BEGIN Provided information

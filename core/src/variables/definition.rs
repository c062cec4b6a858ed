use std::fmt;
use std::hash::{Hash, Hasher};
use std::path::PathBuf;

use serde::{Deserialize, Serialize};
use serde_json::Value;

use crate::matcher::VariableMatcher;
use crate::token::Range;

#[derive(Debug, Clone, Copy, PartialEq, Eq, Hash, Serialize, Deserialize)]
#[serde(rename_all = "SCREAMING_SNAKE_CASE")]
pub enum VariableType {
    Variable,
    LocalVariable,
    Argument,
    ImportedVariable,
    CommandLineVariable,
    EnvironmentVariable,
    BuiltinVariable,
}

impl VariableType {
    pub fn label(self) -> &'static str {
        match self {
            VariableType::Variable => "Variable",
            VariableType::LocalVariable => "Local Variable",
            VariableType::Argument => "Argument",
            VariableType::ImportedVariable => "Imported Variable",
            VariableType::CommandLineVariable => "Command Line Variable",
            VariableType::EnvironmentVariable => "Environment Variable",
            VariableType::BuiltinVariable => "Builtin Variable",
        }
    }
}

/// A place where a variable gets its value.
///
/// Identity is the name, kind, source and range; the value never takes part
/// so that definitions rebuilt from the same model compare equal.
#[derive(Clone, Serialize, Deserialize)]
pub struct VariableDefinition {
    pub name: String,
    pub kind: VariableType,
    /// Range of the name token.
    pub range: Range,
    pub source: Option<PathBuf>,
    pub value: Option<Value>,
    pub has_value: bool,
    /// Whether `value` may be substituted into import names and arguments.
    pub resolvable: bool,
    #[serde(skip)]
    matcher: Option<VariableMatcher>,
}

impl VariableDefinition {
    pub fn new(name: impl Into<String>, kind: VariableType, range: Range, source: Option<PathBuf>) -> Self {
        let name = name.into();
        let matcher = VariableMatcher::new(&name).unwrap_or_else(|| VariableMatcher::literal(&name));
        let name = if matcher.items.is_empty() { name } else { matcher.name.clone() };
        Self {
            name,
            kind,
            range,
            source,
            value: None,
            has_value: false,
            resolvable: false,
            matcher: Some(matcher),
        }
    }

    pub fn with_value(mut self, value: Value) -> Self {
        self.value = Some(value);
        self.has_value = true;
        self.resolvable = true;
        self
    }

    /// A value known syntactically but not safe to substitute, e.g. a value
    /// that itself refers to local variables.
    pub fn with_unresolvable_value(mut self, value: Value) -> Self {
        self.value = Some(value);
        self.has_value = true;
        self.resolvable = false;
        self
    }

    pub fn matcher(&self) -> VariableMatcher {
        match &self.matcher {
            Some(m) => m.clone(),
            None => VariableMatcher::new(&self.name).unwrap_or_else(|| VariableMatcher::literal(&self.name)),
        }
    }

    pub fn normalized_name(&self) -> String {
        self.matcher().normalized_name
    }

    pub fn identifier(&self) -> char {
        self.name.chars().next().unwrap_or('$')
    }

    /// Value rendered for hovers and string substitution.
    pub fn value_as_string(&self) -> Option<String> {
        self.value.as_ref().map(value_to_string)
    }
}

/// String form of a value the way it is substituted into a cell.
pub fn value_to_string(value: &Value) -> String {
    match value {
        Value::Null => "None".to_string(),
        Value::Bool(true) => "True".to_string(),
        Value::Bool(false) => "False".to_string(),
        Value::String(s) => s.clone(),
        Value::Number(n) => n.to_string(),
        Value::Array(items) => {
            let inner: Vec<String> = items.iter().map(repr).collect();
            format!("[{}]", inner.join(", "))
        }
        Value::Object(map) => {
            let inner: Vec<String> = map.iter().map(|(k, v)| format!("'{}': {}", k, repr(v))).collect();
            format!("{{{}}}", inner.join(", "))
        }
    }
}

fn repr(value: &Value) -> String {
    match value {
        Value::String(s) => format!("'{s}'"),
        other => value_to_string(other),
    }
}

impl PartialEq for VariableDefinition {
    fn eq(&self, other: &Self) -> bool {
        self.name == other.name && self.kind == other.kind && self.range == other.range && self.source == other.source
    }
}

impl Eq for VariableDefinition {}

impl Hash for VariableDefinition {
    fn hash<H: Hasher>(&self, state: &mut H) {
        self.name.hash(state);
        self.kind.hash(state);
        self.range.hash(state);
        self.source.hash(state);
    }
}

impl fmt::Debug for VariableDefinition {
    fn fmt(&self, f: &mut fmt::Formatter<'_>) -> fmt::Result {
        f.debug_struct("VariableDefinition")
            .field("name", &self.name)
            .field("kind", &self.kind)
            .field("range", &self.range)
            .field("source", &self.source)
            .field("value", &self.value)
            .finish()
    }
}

END Provided information
BEGIN Provided information

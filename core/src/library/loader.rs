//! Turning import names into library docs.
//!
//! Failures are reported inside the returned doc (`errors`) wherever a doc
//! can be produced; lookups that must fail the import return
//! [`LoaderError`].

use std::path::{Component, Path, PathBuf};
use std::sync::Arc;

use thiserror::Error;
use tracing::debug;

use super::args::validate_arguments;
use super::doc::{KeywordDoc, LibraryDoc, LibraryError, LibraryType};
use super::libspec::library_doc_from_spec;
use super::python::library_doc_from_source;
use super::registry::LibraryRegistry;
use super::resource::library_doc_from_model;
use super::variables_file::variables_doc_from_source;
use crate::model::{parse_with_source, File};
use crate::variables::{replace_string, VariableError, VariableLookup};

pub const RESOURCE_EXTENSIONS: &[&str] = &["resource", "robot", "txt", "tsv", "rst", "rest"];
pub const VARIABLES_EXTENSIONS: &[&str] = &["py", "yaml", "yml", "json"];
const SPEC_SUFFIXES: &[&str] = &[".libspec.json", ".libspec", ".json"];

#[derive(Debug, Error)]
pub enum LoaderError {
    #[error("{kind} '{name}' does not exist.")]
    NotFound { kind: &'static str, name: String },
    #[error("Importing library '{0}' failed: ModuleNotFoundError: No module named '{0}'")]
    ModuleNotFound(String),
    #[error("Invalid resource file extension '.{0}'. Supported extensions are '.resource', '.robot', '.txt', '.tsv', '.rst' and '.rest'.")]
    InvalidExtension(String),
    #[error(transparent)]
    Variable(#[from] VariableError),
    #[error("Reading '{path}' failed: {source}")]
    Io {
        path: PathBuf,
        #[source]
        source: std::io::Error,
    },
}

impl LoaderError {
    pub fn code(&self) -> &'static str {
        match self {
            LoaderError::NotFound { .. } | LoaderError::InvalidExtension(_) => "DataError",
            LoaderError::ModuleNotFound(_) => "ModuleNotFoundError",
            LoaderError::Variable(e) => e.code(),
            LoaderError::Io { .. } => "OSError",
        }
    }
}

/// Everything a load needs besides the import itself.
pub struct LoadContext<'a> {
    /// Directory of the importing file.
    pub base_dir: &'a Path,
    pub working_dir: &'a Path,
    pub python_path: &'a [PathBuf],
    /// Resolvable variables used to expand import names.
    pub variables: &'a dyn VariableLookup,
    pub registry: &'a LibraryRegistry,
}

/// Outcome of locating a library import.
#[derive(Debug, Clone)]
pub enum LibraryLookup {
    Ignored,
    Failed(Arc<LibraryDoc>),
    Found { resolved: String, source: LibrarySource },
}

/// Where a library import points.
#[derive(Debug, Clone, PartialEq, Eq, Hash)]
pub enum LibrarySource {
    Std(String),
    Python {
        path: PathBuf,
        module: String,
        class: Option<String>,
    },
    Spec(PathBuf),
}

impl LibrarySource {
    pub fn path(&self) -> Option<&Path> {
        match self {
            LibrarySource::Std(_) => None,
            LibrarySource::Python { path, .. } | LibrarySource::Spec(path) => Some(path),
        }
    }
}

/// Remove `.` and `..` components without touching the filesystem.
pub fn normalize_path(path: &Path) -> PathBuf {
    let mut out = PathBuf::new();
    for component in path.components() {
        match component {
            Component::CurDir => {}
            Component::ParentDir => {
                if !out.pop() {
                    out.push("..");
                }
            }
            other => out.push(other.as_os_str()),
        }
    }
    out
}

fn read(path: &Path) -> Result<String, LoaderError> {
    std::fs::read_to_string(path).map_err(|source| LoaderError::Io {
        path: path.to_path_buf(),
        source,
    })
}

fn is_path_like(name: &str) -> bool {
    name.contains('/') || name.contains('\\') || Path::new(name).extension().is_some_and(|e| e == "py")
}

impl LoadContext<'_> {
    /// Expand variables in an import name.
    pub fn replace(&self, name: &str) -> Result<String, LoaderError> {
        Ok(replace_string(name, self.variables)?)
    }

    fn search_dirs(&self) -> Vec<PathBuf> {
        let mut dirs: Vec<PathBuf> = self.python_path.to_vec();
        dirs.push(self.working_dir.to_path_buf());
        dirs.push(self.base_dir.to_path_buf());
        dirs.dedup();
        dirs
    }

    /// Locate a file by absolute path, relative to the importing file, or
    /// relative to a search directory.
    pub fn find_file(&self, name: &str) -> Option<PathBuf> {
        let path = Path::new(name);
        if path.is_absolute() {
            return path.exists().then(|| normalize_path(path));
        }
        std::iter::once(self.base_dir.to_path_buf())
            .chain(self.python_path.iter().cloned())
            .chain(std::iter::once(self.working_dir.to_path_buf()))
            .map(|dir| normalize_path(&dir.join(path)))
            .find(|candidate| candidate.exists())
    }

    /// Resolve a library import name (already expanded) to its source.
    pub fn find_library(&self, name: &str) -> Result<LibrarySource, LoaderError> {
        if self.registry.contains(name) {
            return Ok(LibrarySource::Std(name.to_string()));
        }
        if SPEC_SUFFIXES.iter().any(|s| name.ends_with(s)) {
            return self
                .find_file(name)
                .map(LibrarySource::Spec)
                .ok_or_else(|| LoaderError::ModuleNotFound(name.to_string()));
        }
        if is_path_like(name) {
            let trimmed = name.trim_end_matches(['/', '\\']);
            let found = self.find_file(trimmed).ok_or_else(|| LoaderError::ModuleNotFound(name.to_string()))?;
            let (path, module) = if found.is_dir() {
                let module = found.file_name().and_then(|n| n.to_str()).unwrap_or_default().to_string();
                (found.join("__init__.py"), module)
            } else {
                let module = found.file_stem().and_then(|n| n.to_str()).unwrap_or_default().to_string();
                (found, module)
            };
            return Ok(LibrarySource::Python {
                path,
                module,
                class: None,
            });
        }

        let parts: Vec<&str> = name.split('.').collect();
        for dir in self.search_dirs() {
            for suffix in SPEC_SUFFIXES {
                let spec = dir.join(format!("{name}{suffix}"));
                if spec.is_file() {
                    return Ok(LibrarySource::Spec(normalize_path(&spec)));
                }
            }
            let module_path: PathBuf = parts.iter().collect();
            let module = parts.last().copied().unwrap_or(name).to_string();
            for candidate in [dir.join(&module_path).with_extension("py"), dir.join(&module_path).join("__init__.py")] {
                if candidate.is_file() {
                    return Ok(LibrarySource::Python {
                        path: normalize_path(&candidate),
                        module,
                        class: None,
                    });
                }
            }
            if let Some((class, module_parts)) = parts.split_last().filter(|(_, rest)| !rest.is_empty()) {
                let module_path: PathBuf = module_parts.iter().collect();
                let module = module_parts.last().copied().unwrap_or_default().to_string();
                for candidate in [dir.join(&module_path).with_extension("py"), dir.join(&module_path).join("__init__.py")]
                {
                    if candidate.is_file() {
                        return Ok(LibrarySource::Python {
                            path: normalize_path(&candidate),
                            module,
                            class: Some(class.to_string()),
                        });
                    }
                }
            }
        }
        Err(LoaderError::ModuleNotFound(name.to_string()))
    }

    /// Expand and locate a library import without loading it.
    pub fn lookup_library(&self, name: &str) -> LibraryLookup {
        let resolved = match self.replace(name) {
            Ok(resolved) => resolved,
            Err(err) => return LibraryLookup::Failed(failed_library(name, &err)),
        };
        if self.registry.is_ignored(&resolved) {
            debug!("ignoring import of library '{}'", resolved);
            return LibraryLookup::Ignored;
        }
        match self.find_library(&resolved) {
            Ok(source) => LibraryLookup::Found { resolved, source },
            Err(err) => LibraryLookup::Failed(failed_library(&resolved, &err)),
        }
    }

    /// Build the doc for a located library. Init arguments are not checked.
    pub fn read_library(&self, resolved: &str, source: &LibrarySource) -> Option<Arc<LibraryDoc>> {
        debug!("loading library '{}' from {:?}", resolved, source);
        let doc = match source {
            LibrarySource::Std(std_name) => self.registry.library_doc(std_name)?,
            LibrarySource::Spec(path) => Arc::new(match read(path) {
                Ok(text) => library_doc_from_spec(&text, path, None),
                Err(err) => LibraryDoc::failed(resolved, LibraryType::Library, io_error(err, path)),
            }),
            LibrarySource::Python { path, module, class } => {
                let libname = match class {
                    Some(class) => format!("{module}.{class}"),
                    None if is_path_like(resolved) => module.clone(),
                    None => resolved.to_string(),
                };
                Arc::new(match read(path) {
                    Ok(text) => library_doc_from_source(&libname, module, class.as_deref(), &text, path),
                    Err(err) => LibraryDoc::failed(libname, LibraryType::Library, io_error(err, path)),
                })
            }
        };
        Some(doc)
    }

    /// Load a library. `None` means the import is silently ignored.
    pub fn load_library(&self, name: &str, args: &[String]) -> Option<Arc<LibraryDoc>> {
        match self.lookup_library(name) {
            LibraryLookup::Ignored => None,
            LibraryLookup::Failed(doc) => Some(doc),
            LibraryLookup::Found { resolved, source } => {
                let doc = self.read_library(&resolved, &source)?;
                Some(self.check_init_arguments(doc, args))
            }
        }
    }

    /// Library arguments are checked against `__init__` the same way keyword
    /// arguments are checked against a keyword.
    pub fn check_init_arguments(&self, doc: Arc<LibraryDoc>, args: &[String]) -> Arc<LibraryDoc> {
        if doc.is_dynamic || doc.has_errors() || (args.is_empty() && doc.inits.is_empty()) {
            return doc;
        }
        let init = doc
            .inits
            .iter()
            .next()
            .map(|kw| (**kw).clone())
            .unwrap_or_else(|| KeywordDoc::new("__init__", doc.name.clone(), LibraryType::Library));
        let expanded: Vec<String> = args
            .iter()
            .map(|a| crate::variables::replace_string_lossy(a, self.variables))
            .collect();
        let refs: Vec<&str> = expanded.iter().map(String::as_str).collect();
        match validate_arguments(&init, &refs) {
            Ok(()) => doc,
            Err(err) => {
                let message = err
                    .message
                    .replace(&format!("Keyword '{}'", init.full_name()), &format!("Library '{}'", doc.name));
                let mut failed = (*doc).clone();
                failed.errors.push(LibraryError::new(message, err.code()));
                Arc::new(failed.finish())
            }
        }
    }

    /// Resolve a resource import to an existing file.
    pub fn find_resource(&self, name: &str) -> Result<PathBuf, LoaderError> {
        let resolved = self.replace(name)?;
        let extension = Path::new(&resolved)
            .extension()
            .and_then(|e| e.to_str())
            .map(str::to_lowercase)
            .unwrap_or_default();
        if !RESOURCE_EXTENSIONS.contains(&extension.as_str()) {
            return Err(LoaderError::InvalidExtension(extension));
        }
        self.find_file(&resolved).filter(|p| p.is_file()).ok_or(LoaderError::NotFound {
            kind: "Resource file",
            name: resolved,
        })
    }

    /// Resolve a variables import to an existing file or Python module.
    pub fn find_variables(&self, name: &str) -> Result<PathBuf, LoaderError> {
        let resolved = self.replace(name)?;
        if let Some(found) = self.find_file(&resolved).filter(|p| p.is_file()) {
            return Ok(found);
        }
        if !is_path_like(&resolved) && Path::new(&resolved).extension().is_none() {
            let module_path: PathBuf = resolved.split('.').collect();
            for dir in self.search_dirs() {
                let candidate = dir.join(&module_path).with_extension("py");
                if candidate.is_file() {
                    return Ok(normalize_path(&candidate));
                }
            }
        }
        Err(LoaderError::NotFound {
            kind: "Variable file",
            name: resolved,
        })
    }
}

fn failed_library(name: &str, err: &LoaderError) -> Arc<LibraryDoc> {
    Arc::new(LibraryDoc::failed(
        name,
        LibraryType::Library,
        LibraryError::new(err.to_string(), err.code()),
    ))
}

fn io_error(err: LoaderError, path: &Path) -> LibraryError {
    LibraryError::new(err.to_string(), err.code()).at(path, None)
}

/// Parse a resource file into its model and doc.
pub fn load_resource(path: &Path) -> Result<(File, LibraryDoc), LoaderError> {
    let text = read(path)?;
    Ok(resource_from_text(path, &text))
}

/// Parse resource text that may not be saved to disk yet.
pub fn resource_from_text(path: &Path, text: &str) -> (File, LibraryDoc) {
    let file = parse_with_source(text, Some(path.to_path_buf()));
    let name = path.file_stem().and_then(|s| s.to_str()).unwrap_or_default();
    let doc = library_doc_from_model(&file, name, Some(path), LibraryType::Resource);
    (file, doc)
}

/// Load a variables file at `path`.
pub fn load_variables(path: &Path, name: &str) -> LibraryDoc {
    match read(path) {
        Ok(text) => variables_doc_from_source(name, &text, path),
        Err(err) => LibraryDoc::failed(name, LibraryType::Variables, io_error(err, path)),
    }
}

END Provided information
BEGIN Provided information

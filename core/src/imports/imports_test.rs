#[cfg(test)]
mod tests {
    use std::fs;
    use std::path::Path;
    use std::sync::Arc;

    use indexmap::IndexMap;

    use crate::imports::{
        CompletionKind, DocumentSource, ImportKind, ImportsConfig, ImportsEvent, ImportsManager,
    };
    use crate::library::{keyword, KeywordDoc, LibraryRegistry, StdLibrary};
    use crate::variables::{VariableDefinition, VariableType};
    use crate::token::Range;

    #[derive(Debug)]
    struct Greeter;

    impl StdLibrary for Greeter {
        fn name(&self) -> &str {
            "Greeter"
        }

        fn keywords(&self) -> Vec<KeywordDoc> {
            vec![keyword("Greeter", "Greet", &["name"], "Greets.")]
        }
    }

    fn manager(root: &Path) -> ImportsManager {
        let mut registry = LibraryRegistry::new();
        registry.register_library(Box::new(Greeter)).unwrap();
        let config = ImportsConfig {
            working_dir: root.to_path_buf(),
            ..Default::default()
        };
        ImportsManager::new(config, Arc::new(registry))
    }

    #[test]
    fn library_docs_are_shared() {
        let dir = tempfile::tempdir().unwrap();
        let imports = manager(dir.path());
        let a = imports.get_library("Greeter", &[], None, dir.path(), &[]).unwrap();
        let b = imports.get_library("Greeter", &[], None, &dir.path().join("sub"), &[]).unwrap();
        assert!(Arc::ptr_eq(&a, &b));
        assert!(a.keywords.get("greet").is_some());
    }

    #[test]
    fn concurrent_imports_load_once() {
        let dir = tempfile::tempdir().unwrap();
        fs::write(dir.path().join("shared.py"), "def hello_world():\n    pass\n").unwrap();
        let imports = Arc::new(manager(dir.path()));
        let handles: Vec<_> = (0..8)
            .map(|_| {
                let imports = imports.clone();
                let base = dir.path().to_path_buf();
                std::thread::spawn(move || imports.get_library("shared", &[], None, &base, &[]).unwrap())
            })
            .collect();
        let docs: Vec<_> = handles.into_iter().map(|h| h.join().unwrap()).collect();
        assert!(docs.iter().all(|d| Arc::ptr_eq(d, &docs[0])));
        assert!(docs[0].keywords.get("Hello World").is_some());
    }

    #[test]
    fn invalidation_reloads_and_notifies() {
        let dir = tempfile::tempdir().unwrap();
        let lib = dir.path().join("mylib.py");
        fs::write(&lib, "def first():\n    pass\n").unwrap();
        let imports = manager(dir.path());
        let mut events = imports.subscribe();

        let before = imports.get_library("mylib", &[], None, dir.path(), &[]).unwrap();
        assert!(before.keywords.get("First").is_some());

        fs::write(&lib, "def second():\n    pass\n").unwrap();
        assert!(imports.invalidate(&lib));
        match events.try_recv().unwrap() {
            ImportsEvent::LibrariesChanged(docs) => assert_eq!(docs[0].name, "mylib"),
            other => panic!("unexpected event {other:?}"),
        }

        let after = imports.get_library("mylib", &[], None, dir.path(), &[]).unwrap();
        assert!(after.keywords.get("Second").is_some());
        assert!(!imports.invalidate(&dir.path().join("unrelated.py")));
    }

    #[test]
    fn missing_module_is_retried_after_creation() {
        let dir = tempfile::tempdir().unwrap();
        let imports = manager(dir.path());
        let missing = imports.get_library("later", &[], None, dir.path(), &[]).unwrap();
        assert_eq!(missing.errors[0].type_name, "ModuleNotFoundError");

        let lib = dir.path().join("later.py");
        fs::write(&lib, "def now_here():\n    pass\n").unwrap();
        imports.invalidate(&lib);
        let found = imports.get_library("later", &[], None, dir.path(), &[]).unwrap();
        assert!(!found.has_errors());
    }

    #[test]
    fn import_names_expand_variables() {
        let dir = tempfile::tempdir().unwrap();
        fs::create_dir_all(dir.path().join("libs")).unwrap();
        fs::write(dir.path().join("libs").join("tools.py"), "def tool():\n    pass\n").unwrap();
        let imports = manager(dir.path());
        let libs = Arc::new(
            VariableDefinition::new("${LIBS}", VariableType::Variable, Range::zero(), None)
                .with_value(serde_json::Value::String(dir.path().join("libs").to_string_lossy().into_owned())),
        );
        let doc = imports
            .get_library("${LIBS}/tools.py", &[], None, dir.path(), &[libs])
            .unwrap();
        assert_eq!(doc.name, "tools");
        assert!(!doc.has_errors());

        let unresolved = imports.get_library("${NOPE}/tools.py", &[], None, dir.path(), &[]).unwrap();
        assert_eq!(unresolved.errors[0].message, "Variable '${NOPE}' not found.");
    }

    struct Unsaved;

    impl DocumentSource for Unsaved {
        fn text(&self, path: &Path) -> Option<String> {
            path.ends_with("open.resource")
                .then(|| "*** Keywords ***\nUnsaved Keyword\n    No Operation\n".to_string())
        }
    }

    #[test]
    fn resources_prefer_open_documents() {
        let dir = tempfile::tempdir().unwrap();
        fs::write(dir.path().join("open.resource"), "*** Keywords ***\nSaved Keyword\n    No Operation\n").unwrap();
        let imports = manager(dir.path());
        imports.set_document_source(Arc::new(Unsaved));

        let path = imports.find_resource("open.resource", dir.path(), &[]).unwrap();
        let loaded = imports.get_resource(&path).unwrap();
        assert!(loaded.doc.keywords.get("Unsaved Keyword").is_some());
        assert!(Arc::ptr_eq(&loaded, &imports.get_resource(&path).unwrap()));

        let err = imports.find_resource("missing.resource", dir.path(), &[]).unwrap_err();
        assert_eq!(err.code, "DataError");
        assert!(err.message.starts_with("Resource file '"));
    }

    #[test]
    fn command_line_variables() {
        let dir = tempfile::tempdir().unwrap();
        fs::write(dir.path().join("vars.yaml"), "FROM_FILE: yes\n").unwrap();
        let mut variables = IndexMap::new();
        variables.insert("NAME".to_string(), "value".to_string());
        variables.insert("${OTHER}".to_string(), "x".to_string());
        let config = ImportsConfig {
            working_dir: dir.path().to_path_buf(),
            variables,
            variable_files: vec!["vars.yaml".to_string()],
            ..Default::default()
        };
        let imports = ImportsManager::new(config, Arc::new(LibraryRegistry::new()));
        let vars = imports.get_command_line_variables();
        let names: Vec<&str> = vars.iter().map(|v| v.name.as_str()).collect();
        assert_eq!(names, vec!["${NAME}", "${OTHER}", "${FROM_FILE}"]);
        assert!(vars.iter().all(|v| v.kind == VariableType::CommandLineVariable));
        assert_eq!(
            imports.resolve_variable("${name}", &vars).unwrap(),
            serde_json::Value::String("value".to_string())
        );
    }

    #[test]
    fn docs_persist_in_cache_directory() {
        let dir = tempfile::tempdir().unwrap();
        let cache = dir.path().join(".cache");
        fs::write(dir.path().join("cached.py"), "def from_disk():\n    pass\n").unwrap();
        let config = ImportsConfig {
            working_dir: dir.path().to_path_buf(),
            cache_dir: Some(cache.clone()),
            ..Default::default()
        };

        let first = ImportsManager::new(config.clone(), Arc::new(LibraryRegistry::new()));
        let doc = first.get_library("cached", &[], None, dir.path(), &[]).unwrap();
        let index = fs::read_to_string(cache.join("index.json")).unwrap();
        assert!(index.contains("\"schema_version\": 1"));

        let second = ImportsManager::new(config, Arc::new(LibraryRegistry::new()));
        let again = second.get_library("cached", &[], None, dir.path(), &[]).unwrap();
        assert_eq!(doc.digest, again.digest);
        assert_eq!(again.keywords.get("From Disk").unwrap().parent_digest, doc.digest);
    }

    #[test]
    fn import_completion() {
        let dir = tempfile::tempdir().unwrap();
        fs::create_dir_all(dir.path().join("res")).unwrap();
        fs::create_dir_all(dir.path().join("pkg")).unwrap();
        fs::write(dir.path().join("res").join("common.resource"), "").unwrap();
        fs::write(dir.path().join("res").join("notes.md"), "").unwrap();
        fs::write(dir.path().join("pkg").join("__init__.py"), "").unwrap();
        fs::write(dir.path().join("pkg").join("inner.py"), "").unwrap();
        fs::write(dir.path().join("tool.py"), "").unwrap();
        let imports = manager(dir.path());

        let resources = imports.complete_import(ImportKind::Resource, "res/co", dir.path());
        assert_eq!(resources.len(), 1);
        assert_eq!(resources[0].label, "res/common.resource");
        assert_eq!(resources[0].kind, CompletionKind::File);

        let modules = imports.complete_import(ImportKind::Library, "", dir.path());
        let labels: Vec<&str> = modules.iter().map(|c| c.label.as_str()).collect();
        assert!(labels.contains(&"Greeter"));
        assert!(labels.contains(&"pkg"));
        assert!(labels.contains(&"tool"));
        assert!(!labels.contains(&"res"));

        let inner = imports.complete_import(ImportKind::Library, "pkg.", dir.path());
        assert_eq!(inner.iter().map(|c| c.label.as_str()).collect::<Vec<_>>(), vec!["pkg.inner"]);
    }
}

END Provided information

_Work task_
Work out how many lines in the records include "CommandLineVariable". Only the number should be given.

_Solution to the exercise_
3